Standard of care for directors. Directors should exercise their business judgment to act in what they reasonably believe to be in the best interests of the Company and its shareholders in a manner consistent with their fiduciary duties. In considering the best long-term and short-term interests of the Company, directors may consider the needs of employees, suppliers and customers of the Company and its subsidiaries, communities in which the Company and its subsidiaries conduct business and other pertinent factors in addition to the objective of maximizing shareholder value.

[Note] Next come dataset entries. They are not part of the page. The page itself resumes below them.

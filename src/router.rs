//! Inbound frame classification and the request-id routing table.
//!
//! Every frame the transport delivers goes through [`ResponseRouter::route_text`]
//! on the delivery thread. Nothing in here returns an error to the transport:
//! frames that cannot be matched are published on
//! [`UNRECOGNIZED_CHANNEL`](crate::protocol::UNRECOGNIZED_CHANNEL) and the
//! router moves on.

use std::cell::Cell;
use std::collections::HashMap;
use std::sync::Arc;

use parking_lot::Mutex;
use serde_json::Value;
use thiserror::Error;
use tracing::{debug, info, warn};

use crate::bus::EventBus;
use crate::error::MalformedFrame;
use crate::protocol::{
    stream_event, Event, RemoteErrorBody, Warning, CLOSED_CHANNEL, ERROR_CHANNEL,
    UNRECOGNIZED_CHANNEL, WARNING_CHANNEL,
};
use crate::transport::FrameHandler;

thread_local! {
    static ROUTING: Cell<bool> = const { Cell::new(false) };
}

/// Whether the current thread is inside [`ResponseRouter::route`] or
/// [`ResponseRouter::close`], i.e. running bus handlers for an inbound frame.
pub fn on_delivery_path() -> bool {
    ROUTING.with(Cell::get)
}

struct RoutingGuard {
    previous: bool,
}

impl RoutingGuard {
    fn enter() -> Self {
        Self {
            previous: ROUTING.with(|r| r.replace(true)),
        }
    }
}

impl Drop for RoutingGuard {
    fn drop(&mut self) {
        ROUTING.with(|r| r.set(self.previous));
    }
}

/// Why a route could not be registered.
#[derive(Debug, Clone, Error, PartialEq, Eq)]
pub enum RegisterError {
    #[error("request id {0} is still outstanding")]
    IdInUse(u64),
    #[error("connection closed: {0}")]
    Closed(String),
}

/// Routing table and connection state, guarded together.
#[derive(Debug)]
struct RouteTable {
    routes: HashMap<u64, String>,
    /// `Some(reason)` once the connection has closed.
    closed: Option<String>,
}

/// Decodes inbound frames and publishes them on the right bus channel.
pub struct ResponseRouter {
    bus: Arc<EventBus>,
    table: Mutex<RouteTable>,
}

impl ResponseRouter {
    pub fn new(bus: Arc<EventBus>) -> Self {
        Self {
            bus,
            table: Mutex::new(RouteTable {
                routes: HashMap::new(),
                closed: None,
            }),
        }
    }

    pub fn bus(&self) -> &Arc<EventBus> {
        &self.bus
    }

    /// Record that the reply to request `id` belongs on `channel`.
    pub fn register(&self, id: u64, channel: impl Into<String>) -> Result<(), RegisterError> {
        let mut table = self.table.lock();
        if let Some(reason) = &table.closed {
            return Err(RegisterError::Closed(reason.clone()));
        }
        if table.routes.contains_key(&id) {
            return Err(RegisterError::IdInUse(id));
        }
        table.routes.insert(id, channel.into());
        Ok(())
    }

    /// Forget the route for `id`. Returns the channel it pointed at, if any.
    pub fn retire(&self, id: u64) -> Option<String> {
        self.table.lock().routes.remove(&id)
    }

    /// Channel currently registered for `id`.
    pub fn expected_channel(&self, id: u64) -> Option<String> {
        self.table.lock().routes.get(&id).cloned()
    }

    /// Number of outstanding requests.
    pub fn pending_count(&self) -> usize {
        self.table.lock().routes.len()
    }

    pub fn is_open(&self) -> bool {
        self.table.lock().closed.is_none()
    }

    /// Decode one text frame and route it.
    pub fn route_text(&self, raw: &str) {
        match serde_json::from_str::<Value>(raw) {
            Ok(value) => self.route(&value),
            Err(e) => {
                warn!("Dropping undecodable frame: {}", e);
                self.unrecognized(raw.to_string(), MalformedFrame::InvalidJson(e.to_string()));
            }
        }
    }

    /// Classify one decoded frame and publish it.
    ///
    /// Priority: error, warning, reply to a live request id, push datum,
    /// catch-all. A live id is retired by the same lock acquisition that
    /// looks it up, so each request is resolved at most once. `null`
    /// members count as absent.
    pub fn route(&self, frame: &Value) {
        let _guard = RoutingGuard::enter();
        let Some(obj) = frame.as_object() else {
            self.unrecognized(frame.to_string(), MalformedFrame::NotAnObject);
            return;
        };

        let id = obj.get("id").filter(|v| !v.is_null());
        let take_live = || {
            id.and_then(Value::as_u64)
                .and_then(|id| self.retire(id).map(|channel| (id, channel)))
        };

        if let Some(error) = obj.get("error").filter(|v| !v.is_null()) {
            let body = RemoteErrorBody::from_value(error);
            match take_live() {
                Some((id, channel)) => {
                    debug!("Routing error for request {} to {}", id, channel);
                    self.bus.publish(&channel, &Event::Error(body));
                }
                None => {
                    warn!(
                        "Remote error {} without outstanding request: {}",
                        body.code, body.message
                    );
                    self.bus.publish(ERROR_CHANNEL, &Event::Error(body));
                }
            }
            return;
        }

        if let Some(warning) = obj.get("warning").filter(|v| !v.is_null()) {
            let warning = Warning::from_value(warning);
            debug!("Routing warning {}", warning.code);
            self.bus.publish(WARNING_CHANNEL, &Event::Warning(warning));
            return;
        }

        if let Some(result) = obj.get("result") {
            if let Some((id, channel)) = take_live() {
                debug!("Routing result for request {} to {}", id, channel);
                self.bus.publish(&channel, &Event::Result(result.clone()));
                return;
            }
        }

        if let Some(id) = id {
            // A live id without `result` or `error` leaves the request waiting.
            let live = id
                .as_u64()
                .is_some_and(|id| self.expected_channel(id).is_some());
            let reason = if live {
                warn!("Frame for request {} carries neither result nor error", id);
                MalformedFrame::UnknownShape
            } else {
                warn!("Frame references unknown request id {}", id);
                MalformedFrame::UnknownId(id.clone())
            };
            self.unrecognized(frame.to_string(), reason);
            return;
        }

        match stream_event(obj) {
            Some((channel, event)) => {
                self.bus.publish(&channel, &event);
            }
            None => self.unrecognized(frame.to_string(), MalformedFrame::UnknownShape),
        }
    }

    /// Mark the connection closed and wake everything still waiting.
    ///
    /// Only the first call has any effect.
    pub fn close(&self, reason: &str) {
        let _guard = RoutingGuard::enter();
        let drained: Vec<(u64, String)> = {
            let mut table = self.table.lock();
            if table.closed.is_some() {
                return;
            }
            table.closed = Some(reason.to_string());
            table.routes.drain().collect()
        };

        info!(
            "Connection closed ({}), failing {} outstanding request(s)",
            reason,
            drained.len()
        );

        let event = Event::Closed {
            reason: reason.to_string(),
        };
        for (_, channel) in &drained {
            self.bus.publish(channel, &event);
        }
        self.bus.publish(CLOSED_CHANNEL, &event);
        self.bus.clear();
    }

    fn unrecognized(&self, frame: String, reason: MalformedFrame) {
        self.bus
            .publish(UNRECOGNIZED_CHANNEL, &Event::Unrecognized { frame, reason });
    }
}

impl FrameHandler for ResponseRouter {
    fn on_frame(&self, text: &str) {
        self.route_text(text);
    }

    fn on_close(&self, reason: &str) {
        self.close(reason);
    }
}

Directors shall be provided with information about the Company’s business, performance and prospects, as well as any matters submitted for Board action. Such information will be made available to the directors periodically and, in any event, within a reasonable period of time before meetings where the subject matter of such information is on the meeting agenda. Information should be relevant, concise and timely. Requests for action by the Board should include the recommendation of management and be accompanied by data sufficient for the directors to make a determination as to the advisability of the matter.
Directors should regularly attend meetings of the Board and all committees upon which they serve. To prepare for meetings, directors should review the materials that are sent to them in advance of those meetings and otherwise spend the necessary time and effort to discharge their responsibilities appropriately.
Meetings of the Board. The Board expects that it will meet approximately six times a year. Additional meetings (or actions to be taken by unanimous consent) may be scheduled as necessary or appropriate in light of circumstances. The Company’s Secretary shall prepare an annual schedule of meetings for the Board and the Audit, Compensation and Nominating and Governance Committees. To the extent practicable, the schedule shall be designed to accommodate discussion of agenda subjects that are generally of a recurring nature and are expected to be discussed during the ensuing year. Certain matters shall be addressed by the Board at least annually, including a review of the Company’s strategic plan or objectives, business and financial performance for the prior year and compliance with applicable law and NYSE listing standards.
Meetings of the Board shall be chaired by the Chairman of the Board. The Company’s Chief Financial Officer, General Counsel and Secretary should also attend all meetings of the Board, subject to the Board’s discretion to excuse one or more of these officers from all or portions of any meeting.
The Chairman of the Board, with advice from the Chief Executive Officer and the Secretary, shall set the agenda of each meeting of the Board. Any director may suggest agenda items and may raise at meetings other matters that they consider worthy of discussion. Directors must disclose to the other directors any potential conflicts of interest they may have with respect to any matter under discussion and, if appropriate, refrain from participating in such discussion and from voting on a matter in which they may have a conflict. Directors shall preserve the confidentiality of confidential material given or presented to the Board.
Lead Independent director. The non-management directors shall select a Lead Independent Director whose role would be to chair meetings of the non-management directors, facilitate the ability of the non-management directors to fulfill their responsibilities, and provide a structure for communicating any concerns of the non-management directors to the Company’s executive management.
Non-management directors. The Board shall schedule regular executive sessions where non-management directors shall meet without management participation. The Lead Independent Director shall preside at each executive session.